** Provided data follows **

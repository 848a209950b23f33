//! Default configuration values
//!
//! Centralized defaults shared by the serde `default = ...` functions and by
//! the example configuration file.

use std::time::Duration;

pub const DEFAULT_CONFIG_FILE: &str = "etl.toml";
pub const ENV_PREFIX: &str = "ETL_";

pub const DEFAULT_TIMEZONE: &str = "Asia/Kolkata";
pub const DEFAULT_LOG_DIR: &str = "logs";

pub const DEFAULT_CONNECT_TIMEOUT: Duration = Duration::from_secs(5);
pub const DEFAULT_ACQUIRE_TIMEOUT: Duration = Duration::from_secs(30);

pub const DEFAULT_FLOW_TABLE: &str = "reporting.ETLFlowMaster";
pub const DEFAULT_FLOW_DATA_SOURCE_COLUMN: &str = "DataSource";
pub const DEFAULT_FLOW_SEQUENCE_COLUMN: &str = "SeqNo";
pub const DEFAULT_FLOW_QUERY_COLUMN: &str = "QueryText";
pub const DEFAULT_FLOW_UPDATE_MODE_COLUMN: &str = "UpdateMode";

pub const DEFAULT_AUDIT_TABLE: &str = "reporting.etl_logs";

pub const DEFAULT_UPLOAD_STATUS_FILE_COLUMN: &str = "etlserverfiles";
pub const DEFAULT_UPLOAD_STATUS_STATUS_COLUMN: &str = "etlstatus";
pub const DEFAULT_UPLOAD_STATUS_REMARKS_COLUMN: &str = "etlremarks";

pub const DEFAULT_SMTP_PORT: u16 = 587;

pub const DEFAULT_HTTP_CONNECT_TIMEOUT: Duration = Duration::from_secs(10);
pub const DEFAULT_HTTP_REQUEST_TIMEOUT: Duration = Duration::from_secs(120);

/// Stays under SQLite's 32766 host-parameter ceiling; PostgreSQL and MySQL allow 65535.
pub const DEFAULT_MAX_BIND_PARAMS: usize = 30_000;

pub const DEFAULT_DATE_FORMAT: &str = "%Y-%m-%d";
pub const DEFAULT_HEADER_SEPARATOR: &str = "|";
pub const DEFAULT_MAX_PAGES: usize = 50;
use crate::config::CliConfig;
use crate::core::discovery::{strip_quotes, FileQueue};
use crate::domain::model::{OutputFormat, Quality};
use std::io::{self, BufRead, Write};

fn read_line<R: BufRead>(reader: &mut R) -> io::Result<String> {
    let mut line = String::new();
    reader.read_line(&mut line)?;
    Ok(line.trim().to_string())
}

/// 互動模式：依序詢問格式、品質與路徑，填入 `base` 後回傳。
/// 路徑可以輸入多行，空白行結束；找到的圖片會累加到佇列中。
pub fn prompt_config<R: BufRead, W: Write>(
    reader: &mut R,
    writer: &mut W,
    mut base: CliConfig,
) -> io::Result<CliConfig> {
    let default_format = OutputFormat::parse(&base.format).unwrap_or_default();

    writeln!(writer, "=== Image Compressor ===")?;
    writeln!(writer)?;
    writeln!(writer, "Choose the output format:")?;
    for (i, format) in OutputFormat::ALL.iter().enumerate() {
        writeln!(
            writer,
            "{}. {} ({}) - {}",
            i + 1,
            format.name(),
            format.extension(),
            format.description()
        )?;
    }
    write!(
        writer,
        "Enter a number (1-4) or press Enter for {}: ",
        default_format
    )?;
    writer.flush()?;

    let format = OutputFormat::from_menu_choice(&read_line(reader)?, default_format);
    writeln!(writer, "Selected format: {}", format)?;
    base.format = format.name().to_string();

    write!(
        writer,
        "\nEnter quality (0-100) or press Enter for the default ({}): ",
        base.quality
    )?;
    writer.flush()?;
    let quality = read_line(reader)?;
    if !quality.is_empty() {
        match quality.parse::<u8>().map_err(|e| e.to_string()).and_then(|q| {
            Quality::new(q).map_err(|e| e.to_string())
        }) {
            Ok(q) => {
                base.quality = q.value();
                writeln!(writer, "Quality set to: {}", q)?;
            }
            Err(e) => {
                writeln!(writer, "Invalid quality value: {}", e)?;
                writeln!(writer, "Using the default ({}).", base.quality)?;
            }
        }
    }

    writeln!(
        writer,
        "\nEnter files or directories, one per line. An empty line starts compression."
    )?;
    let mut queue = FileQueue::new();
    loop {
        write!(writer, "Path: ")?;
        writer.flush()?;
        let line = read_line(reader)?;
        if line.is_empty() {
            break;
        }

        let result = queue.add(&[strip_quotes(&line)]);
        for missing in &result.missing {
            writeln!(writer, "Path not found: {}", missing.display())?;
        }
        writeln!(
            writer,
            "Added {} image(s), {} in queue",
            result.added, result.total
        )?;
    }

    base.inputs = queue
        .files()
        .iter()
        .map(|path| path.display().to_string())
        .collect();
    Ok(base)
}

/// 等待使用者按下 Enter，讓主控台視窗不會立刻關閉
pub fn wait_for_enter(message: &str) {
    print!("{}", message);
    let _ = io::stdout().flush();
    let mut line = String::new();
    let _ = io::stdin().read_line(&mut line);
}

** End of Provided data **

Work instructions:
For the word "reader", find all matching lines in the entries above and copy them out.

Expected output:
fn read_line<R: BufRead>(reader: &mut R) -> io::Result<String> {
    reader.read_line(&mut line)?;
    reader: &mut R,
    let format = OutputFormat::from_menu_choice(&read_line(reader)?, default_format);
    let quality = read_line(reader)?;
        let line = read_line(reader)?;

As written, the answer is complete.